Q: What are the options for modifying the RDF inference rules in your solutions?
MD: The rule-based inference of GraphDB™ works according to the defined entailment rules. GraphDB rules are expressed in a simple rule language, which allows for rule sets to be defined. At present the following pre-defined rule-sets are bundled with GraphDB by default: empty (no reasoning), rdfs, owl-horst, owl-max (RDFS + a subset of OWL Lite), owl2-ql and owl2-rl for the OWL RL and QL profiles respectively. At the same time custom rule sets can be defined for custom inference profiles, tailored to specific use cases.
Q: How do you recommend converting the content of non-RDF documents, such as Word and PDF files, into RDF format?
MD: That depends on the format of the document and the target RDF schema that you need to conform to. A variety of frameworks support RDF-ization from structured and semi-structured formats like XML and CSV. You can also directly analyse Word documents with the S4 text analytics services (PDF support will be available soon as well) and the result will be the JSON (JSON-LD) output with RDF data for the entities extracted from the text.

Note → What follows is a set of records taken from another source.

//! Simulation Clock
//!
//! Frames advance a fixed number of simulated milliseconds, so conversation
//! timing is reproducible regardless of wall-clock speed.

use bevy_ecs::prelude::*;

use city_events::FrameStamp;

#[derive(Resource, Debug, Clone)]
pub struct SimClock {
    frame: u64,
    now_ms: u64,
    frame_ms: u64,
}

impl SimClock {
    pub fn new(frame_ms: u64) -> Self {
        Self {
            frame: 0,
            now_ms: 0,
            frame_ms,
        }
    }

    pub fn advance(&mut self) {
        self.frame += 1;
        self.now_ms += self.frame_ms;
    }

    pub fn frame(&self) -> u64 {
        self.frame
    }

    pub fn now_ms(&self) -> u64 {
        self.now_ms
    }

    pub fn frame_ms(&self) -> u64 {
        self.frame_ms
    }

    pub fn stamp(&self) -> FrameStamp {
        FrameStamp::new(self.frame, self.now_ms)
    }
}

/// First system of every frame
pub fn advance_clock(mut clock: ResMut<SimClock>) {
    clock.advance();
}
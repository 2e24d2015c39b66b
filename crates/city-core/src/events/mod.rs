//! Event System
//!
//! Events are queued during a frame and written out at the end of it.

pub mod logger;

pub use logger::*;
//! Chat Sessions
//!
//! Per-address chat history. The store is an explicit value owned by the
//! chat service; sessions are created on first use and evicted when idle
//! too long or when the store is full (least recently used first).

use std::collections::{HashMap, VecDeque};
use std::time::{Duration, Instant};

use serde::{Deserialize, Serialize};
use uuid::Uuid;

use crate::llm::ChatMessage;

#[derive(Debug, Clone, PartialEq, Eq, Serialize, Deserialize)]
#[serde(default)]
pub struct SessionConfig {
    pub max_sessions: usize,
    #[serde(with = "secs")]
    pub idle_ttl: Duration,
    /// History kept per session, oldest dropped first
    pub max_turns: usize,
}

impl Default for SessionConfig {
    fn default() -> Self {
        Self {
            max_sessions: 256,
            idle_ttl: Duration::from_secs(30 * 60),
            max_turns: 20,
        }
    }
}

mod secs {
    use serde::{Deserialize, Deserializer, Serializer};
    use std::time::Duration;

    pub fn serialize<S: Serializer>(d: &Duration, s: S) -> Result<S::Ok, S::Error> {
        s.serialize_u64(d.as_secs())
    }

    pub fn deserialize<'de, D: Deserializer<'de>>(d: D) -> Result<Duration, D::Error> {
        Ok(Duration::from_secs(u64::deserialize(d)?))
    }
}

/// One agent's chat state
#[derive(Debug, Clone)]
pub struct ChatSession {
    pub id: Uuid,
    pub address: String,
    turns: VecDeque<ChatMessage>,
    max_turns: usize,
    pub created_at: Instant,
    pub last_used: Instant,
}

impl ChatSession {
    fn new(address: String, max_turns: usize, now: Instant) -> Self {
        Self {
            id: Uuid::new_v4(),
            address,
            turns: VecDeque::new(),
            max_turns,
            created_at: now,
            last_used: now,
        }
    }

    pub fn push(&mut self, message: ChatMessage) {
        self.turns.push_back(message);
        while self.turns.len() > self.max_turns {
            self.turns.pop_front();
        }
    }

    pub fn history(&self) -> Vec<ChatMessage> {
        self.turns.iter().cloned().collect()
    }

    pub fn len(&self) -> usize {
        self.turns.len()
    }

    pub fn is_empty(&self) -> bool {
        self.turns.is_empty()
    }
}

/// Sessions keyed by agent address
#[derive(Debug, Default)]
pub struct SessionStore {
    config: SessionConfig,
    sessions: HashMap<String, ChatSession>,
}

impl SessionStore {
    pub fn new(config: SessionConfig) -> Self {
        Self {
            config,
            sessions: HashMap::new(),
        }
    }

    /// Fetch the session for `address`, creating it if needed, and mark it used
    pub fn get_or_create(&mut self, address: &str, now: Instant) -> &mut ChatSession {
        if !self.sessions.contains_key(address) && self.sessions.len() >= self.config.max_sessions {
            self.evict_lru();
        }
        let max_turns = self.config.max_turns;
        let session = self
            .sessions
            .entry(address.to_string())
            .or_insert_with(|| {
                tracing::debug!(address, "Chat session created");
                ChatSession::new(address.to_string(), max_turns, now)
            });
        session.last_used = now;
        session
    }

    pub fn get(&self, address: &str) -> Option<&ChatSession> {
        self.sessions.get(address)
    }

    pub fn remove(&mut self, address: &str) -> Option<ChatSession> {
        self.sessions.remove(address)
    }

    /// Drop sessions unused for longer than the idle TTL. Returns how many.
    pub fn evict_idle(&mut self, now: Instant) -> usize {
        let ttl = self.config.idle_ttl;
        let before = self.sessions.len();
        self.sessions
            .retain(|_, s| now.saturating_duration_since(s.last_used) <= ttl);
        let evicted = before - self.sessions.len();
        if evicted > 0 {
            tracing::debug!(evicted, "Evicted idle chat sessions");
        }
        evicted
    }

    fn evict_lru(&mut self) {
        let oldest = self
            .sessions
            .values()
            .min_by_key(|s| s.last_used)
            .map(|s| s.address.clone());
        if let Some(address) = oldest {
            tracing::debug!(address = %address, "Evicting least recently used chat session");
            self.sessions.remove(&address);
        }
    }

    pub fn len(&self) -> usize {
        self.sessions.len()
    }

    pub fn is_empty(&self) -> bool {
        self.sessions.is_empty()
    }
}

#[cfg(test)]
mod tests {
    use super::*;

    fn store(max_sessions: usize, ttl_secs: u64, max_turns: usize) -> SessionStore {
        SessionStore::new(SessionConfig {
            max_sessions,
            idle_ttl: Duration::from_secs(ttl_secs),
            max_turns,
        })
    }

    #[test]
    fn test_get_or_create_reuses_session() {
        let mut store = store(4, 60, 10);
        let now = Instant::now();
        let id = store.get_or_create("0xa", now).id;
        store.get_or_create("0xa", now).push(ChatMessage::user("hi"));
        assert_eq!(store.len(), 1);
        assert_eq!(store.get("0xa").unwrap().id, id);
        assert_eq!(store.get("0xa").unwrap().len(), 1);
    }

    #[test]
    fn test_history_is_bounded() {
        let mut store = store(4, 60, 3);
        let session = store.get_or_create("0xa", Instant::now());
        for i in 0..5 {
            session.push(ChatMessage::user(format!("m{}", i)));
        }
        let history = session.history();
        assert_eq!(history.len(), 3);
        assert_eq!(history[0].content, "m2");
    }

    #[test]
    fn test_capacity_evicts_least_recently_used() {
        let mut store = store(2, 600, 10);
        let t0 = Instant::now();
        store.get_or_create("0xa", t0);
        store.get_or_create("0xb", t0 + Duration::from_secs(1));
        // touch a so b becomes the oldest
        store.get_or_create("0xa", t0 + Duration::from_secs(2));
        store.get_or_create("0xc", t0 + Duration::from_secs(3));

        assert_eq!(store.len(), 2);
        assert!(store.get("0xa").is_some());
        assert!(store.get("0xb").is_none());
        assert!(store.get("0xc").is_some());
    }

    #[test]
    fn test_idle_eviction() {
        let mut store = store(8, 10, 10);
        let t0 = Instant::now();
        store.get_or_create("0xa", t0);
        store.get_or_create("0xb", t0 + Duration::from_secs(8));

        assert_eq!(store.evict_idle(t0 + Duration::from_secs(15)), 1);
        assert!(store.get("0xa").is_none());
        assert!(store.get("0xb").is_some());
        assert!(store.remove("0xb").is_some());
        assert!(store.is_empty());
    }
}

See the S4 documentation for details on processing MS Office document formats with the S4 text analytics services.
Q:Does S4 distinguish between UK English and USA English?

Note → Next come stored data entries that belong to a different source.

//! Frame-level behaviour of the city: roads, encounters and teardown.

use std::collections::BTreeMap;

use bevy_ecs::prelude::*;
use proptest::prelude::*;

use city_core::systems::{Conversations, DialogueOutbox};
use city_core::{
    build_schedule, capture_snapshot, create_world, spawn_agent_at, spawn_agents, CityConfig,
    CityMap, EventLogger, SimClock, TilePosition,
};
use city_events::{CitySnapshot, ConversationKey};

fn city(seed: u64, agents: usize) -> (World, Schedule) {
    let mut config = CityConfig::default();
    config.simulation.seed = seed;
    config.spawn.agent_count = agents;
    let mut world = create_world(&config, EventLogger::null());
    spawn_agents(&mut world, &config.spawn);
    (world, build_schedule())
}

fn scripted(agents: &[(u32, &str, f32, f32, f32)]) -> (World, Schedule) {
    let mut world = create_world(&CityConfig::default(), EventLogger::memory());
    for (id, name, x, y, heading) in agents {
        spawn_agent_at(&mut world, *id, *name, TilePosition::new(*x, *y), *heading);
    }
    (world, build_schedule())
}

/// Each agent appears in at most one conversation, and is interacting
/// exactly when it appears in one.
fn assert_pairing_consistent(snapshot: &CitySnapshot) {
    let mut membership: BTreeMap<u32, usize> = BTreeMap::new();
    for conversation in &snapshot.conversations {
        for id in conversation.key.agents() {
            *membership.entry(id).or_default() += 1;
        }
    }
    for agent in &snapshot.agents {
        let count = membership.get(&agent.id).copied().unwrap_or(0);
        assert!(count <= 1, "agent {} in {} conversations", agent.id, count);
        assert_eq!(
            agent.interacting,
            count == 1,
            "agent {} interacting flag out of sync",
            agent.id
        );
    }
}

#[test]
fn test_close_pair_starts_conversation() {
    let (mut world, mut schedule) =
        scripted(&[(0, "Nova", 8.0, 6.0, 0.0), (1, "Orion", 8.0, 6.2, 0.0)]);
    schedule.run(&mut world);

    let key = ConversationKey::new(0, 1).unwrap();
    assert!(world.resource::<Conversations>().contains(&key));
    assert_eq!(world.resource::<DialogueOutbox>().len(), 1);

    let snapshot = capture_snapshot(&mut world);
    assert_eq!(snapshot.interacting_count(), 2);
    assert_pairing_consistent(&snapshot);
}

#[test]
fn test_distant_agents_keep_walking() {
    let (mut world, mut schedule) =
        scripted(&[(0, "Nova", 8.0, 6.0, 0.0), (1, "Orion", 16.0, 2.0, 0.0)]);
    schedule.run(&mut world);

    assert!(world.resource::<Conversations>().is_empty());
    let snapshot = capture_snapshot(&mut world);
    assert_eq!(snapshot.interacting_count(), 0);
    let nova = snapshot.agent(0).unwrap();
    assert!((nova.x - 8.01).abs() < 1e-5);
    assert_eq!(nova.y, 6.0);
}

#[test]
fn test_three_way_meeting_pairs_lowest_ids() {
    let (mut world, mut schedule) = scripted(&[
        (0, "Nova", 8.0, 6.0, 0.0),
        (1, "Orion", 8.5, 6.0, 0.0),
        (2, "Lyra", 9.0, 6.0, 0.0),
    ]);
    schedule.run(&mut world);

    let conversations = world.resource::<Conversations>();
    assert_eq!(conversations.len(), 1);
    assert!(conversations.contains(&ConversationKey::new(0, 1).unwrap()));

    let snapshot = capture_snapshot(&mut world);
    assert!(!snapshot.agent(2).unwrap().interacting);
    assert_pairing_consistent(&snapshot);
}

#[test]
fn test_conversation_ends_within_duration() {
    let (mut world, mut schedule) =
        scripted(&[(0, "Nova", 8.0, 6.0, 0.0), (1, "Orion", 8.2, 6.0, 0.0)]);
    schedule.run(&mut world);

    let key = ConversationKey::new(0, 1).unwrap();
    let ends_at = world.resource::<Conversations>().get(&key).unwrap().ends_at_ms;

    // talking agents stay put
    let before = capture_snapshot(&mut world);
    for _ in 0..100 {
        schedule.run(&mut world);
    }
    let during = capture_snapshot(&mut world);
    assert_eq!(before.agents[0].x, during.agents[0].x);
    assert!(world.resource::<Conversations>().contains(&key));

    while world.resource::<SimClock>().now_ms() < ends_at {
        schedule.run(&mut world);
    }

    assert!(world.resource::<Conversations>().is_empty());
    let after = capture_snapshot(&mut world);
    assert_eq!(after.interacting_count(), 0);
}

#[test]
fn test_released_pair_does_not_rejoin_while_close() {
    let (mut world, mut schedule) =
        scripted(&[(0, "Nova", 8.0, 6.0, 0.0), (1, "Orion", 8.2, 6.0, 0.0)]);
    schedule.run(&mut world);
    let ends_at = world
        .resource::<Conversations>()
        .iter()
        .next()
        .unwrap()
        .ends_at_ms;

    while world.resource::<SimClock>().now_ms() < ends_at {
        schedule.run(&mut world);
    }
    // a few frames later the pair is still within range but free
    for _ in 0..5 {
        schedule.run(&mut world);
    }
    assert!(world.resource::<Conversations>().is_empty());
}

#[test]
fn test_pairing_stays_consistent_in_crowd() {
    let (mut world, mut schedule) = city(5, 12);
    for _ in 0..3000 {
        schedule.run(&mut world);
        let snapshot = capture_snapshot(&mut world);
        assert_pairing_consistent(&snapshot);
    }
}

proptest! {
    #![proptest_config(ProptestConfig::with_cases(24))]

    #[test]
    fn prop_free_agents_stay_on_road(seed in any::<u64>(), agents in 1usize..10, frames in 1u64..1500) {
        let (mut world, mut schedule) = city(seed, agents);
        let map = world.resource::<CityMap>().clone();

        for _ in 0..frames {
            schedule.run(&mut world);
            let snapshot = capture_snapshot(&mut world);
            for agent in snapshot.agents.iter().filter(|a| !a.interacting) {
                prop_assert!(
                    map.is_on_road(agent.x, agent.y),
                    "agent {} off road at ({}, {})",
                    agent.id,
                    agent.x,
                    agent.y
                );
            }
        }
    }
}
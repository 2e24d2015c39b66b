//! ARCA City simulation engine.
//!
//! Agents wander a small grid of roads; when two come close they stop and
//! talk, with the conversation generated off the frame loop by a
//! [`city_chat::DialogueGenerator`]. [`runner::CityRunner`] ties the ECS
//! schedule to that async collaborator.

use bevy_ecs::prelude::*;
use rand::rngs::SmallRng;

pub mod components;
pub mod config;
pub mod error;
pub mod events;
pub mod render;
pub mod runner;
pub mod setup;
pub mod snapshot;
pub mod systems;

pub use components::*;
pub use config::{CityConfig, ConfigError};
pub use error::CityError;
pub use events::{EventLogger, PendingEvents};
pub use render::{render_frame, DrawCommand, Frame};
pub use runner::{build_schedule, CityRunner};
pub use setup::{create_world, spawn_agent_at, spawn_agents, spawn_registered};
pub use snapshot::{capture_snapshot, write_snapshot};

/// Seeded random number generator resource
#[derive(Resource)]
pub struct SimRng(pub SmallRng);
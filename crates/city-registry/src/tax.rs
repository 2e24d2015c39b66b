//! Tax Collection
//!
//! Each live agent pays a fixed amount into the city treasury on a fixed
//! interval. Collection runs as one cancellable tokio task per agent id;
//! the task set follows agent liveness in the registry, and a task watching
//! a shared registry stops itself once its agent has been killed.

use std::collections::HashMap;
use std::sync::Arc;
use std::time::Duration;

use parking_lot::RwLock;
use serde::{Deserialize, Serialize};
use tokio::task::JoinHandle;
use tokio::time::{interval_at, Instant, MissedTickBehavior};

use crate::error::RegistryError;
use crate::registry::{AgentRegistry, InMemoryRegistry};
use crate::wallet::Ledger;

/// How much is collected, how often, and where it goes
#[derive(Debug, Clone, PartialEq, Eq, Serialize, Deserialize)]
pub struct TaxPolicy {
    pub amount: u64,
    #[serde(with = "duration_ms")]
    pub interval: Duration,
    pub treasury: String,
}

mod duration_ms {
    use serde::{Deserialize, Deserializer, Serializer};
    use std::time::Duration;

    pub fn serialize<S: Serializer>(d: &Duration, s: S) -> Result<S::Ok, S::Error> {
        s.serialize_u64(d.as_millis() as u64)
    }

    pub fn deserialize<'de, D: Deserializer<'de>>(d: D) -> Result<Duration, D::Error> {
        Ok(Duration::from_millis(u64::deserialize(d)?))
    }
}

/// A registry shared between the tax tasks and whoever updates it
pub type SharedRegistry = Arc<RwLock<InMemoryRegistry>>;

fn is_alive(registry: &SharedRegistry, agent_id: u32) -> bool {
    registry
        .read()
        .agent(agent_id)
        .map(|record| record.alive)
        .unwrap_or(false)
}

/// Running collection tasks keyed by agent id
pub struct TaxScheduler {
    policy: TaxPolicy,
    ledger: Arc<Ledger>,
    registry: Option<SharedRegistry>,
    tasks: HashMap<u32, JoinHandle<()>>,
}

impl TaxScheduler {
    pub fn new(policy: TaxPolicy, ledger: Arc<Ledger>) -> Self {
        Self {
            policy,
            ledger,
            registry: None,
            tasks: HashMap::new(),
        }
    }

    /// Check the agent is still alive before every collection
    pub fn watching(mut self, registry: SharedRegistry) -> Self {
        self.registry = Some(registry);
        self
    }

    pub fn policy(&self) -> &TaxPolicy {
        &self.policy
    }

    /// Everything collected so far
    pub fn treasury_balance(&self) -> u64 {
        self.ledger.balance(&self.policy.treasury)
    }

    /// Start collecting from `address` for `agent_id`.
    ///
    /// Returns false if a task for the agent is already running. Must be
    /// called inside a tokio runtime.
    pub fn start(&mut self, agent_id: u32, address: impl Into<String>) -> bool {
        if self.is_running(agent_id) {
            return false;
        }
        self.tasks.remove(&agent_id);

        let address = address.into();
        let ledger = Arc::clone(&self.ledger);
        let policy = self.policy.clone();
        let registry = self.registry.clone();
        let handle = tokio::spawn(async move {
            let mut ticker = interval_at(Instant::now() + policy.interval, policy.interval);
            ticker.set_missed_tick_behavior(MissedTickBehavior::Skip);
            loop {
                ticker.tick().await;
                if let Some(registry) = &registry {
                    if !is_alive(registry, agent_id) {
                        tracing::info!(agent_id, "Agent is dead, tax collection stopped");
                        break;
                    }
                }
                match ledger.transfer(&address, &policy.treasury, policy.amount) {
                    Ok(receipt) => {
                        tracing::debug!(agent_id, tx = %receipt.tx_id, amount = receipt.amount, "Tax collected");
                    }
                    Err(RegistryError::InsufficientBalance { available, .. }) => {
                        tracing::warn!(agent_id, available, "Skipping tax collection: insufficient balance");
                    }
                    Err(e) => {
                        tracing::warn!(agent_id, error = %e, "Tax collection failed");
                    }
                }
            }
        });

        tracing::info!(agent_id, "Tax collection started");
        self.tasks.insert(agent_id, handle);
        true
    }

    /// Stop collecting for `agent_id`. Returns false if nothing was running.
    pub fn stop(&mut self, agent_id: u32) -> bool {
        match self.tasks.remove(&agent_id) {
            Some(handle) => {
                handle.abort();
                tracing::info!(agent_id, "Tax collection stopped");
                true
            }
            None => false,
        }
    }

    pub fn is_running(&self, agent_id: u32) -> bool {
        self.tasks
            .get(&agent_id)
            .map(|h| !h.is_finished())
            .unwrap_or(false)
    }

    /// Agent ids with a live task, ascending
    pub fn running(&self) -> Vec<u32> {
        let mut ids: Vec<u32> = self
            .tasks
            .iter()
            .filter(|(_, handle)| !handle.is_finished())
            .map(|(id, _)| *id)
            .collect();
        ids.sort_unstable();
        ids
    }

    /// Start tasks for live agents, stop tasks for dead or unknown ones
    pub fn sync_with<R: AgentRegistry + ?Sized>(&mut self, registry: &R) {
        let live = registry.live_agents();

        let stale: Vec<u32> = self
            .tasks
            .keys()
            .copied()
            .filter(|id| !live.contains(id))
            .collect();
        for id in stale {
            self.stop(id);
        }

        for id in live {
            if let Ok(record) = registry.agent(id) {
                self.start(id, record.address.clone());
            }
        }
    }

    pub fn stop_all(&mut self) {
        for (_, handle) in self.tasks.drain() {
            handle.abort();
        }
    }
}

impl Drop for TaxScheduler {
    fn drop(&mut self) {
        self.stop_all();
    }
}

MD: The training data (articles) is a mixture of British and American English content, and external resources such as DBpedia contain aliases for both, so in most cases such variations should be successfully handled by the text analytics services.
Q: Can S4 be used to analyse content from log files?
MD: Yes, as long as the files contain some entities of interest (people, locations, organisations, etc) they will be identified by the S4 text analytics services.
Q: When utilizing text analytics services in S4 is it possible to link to data sources other than the ones currently available?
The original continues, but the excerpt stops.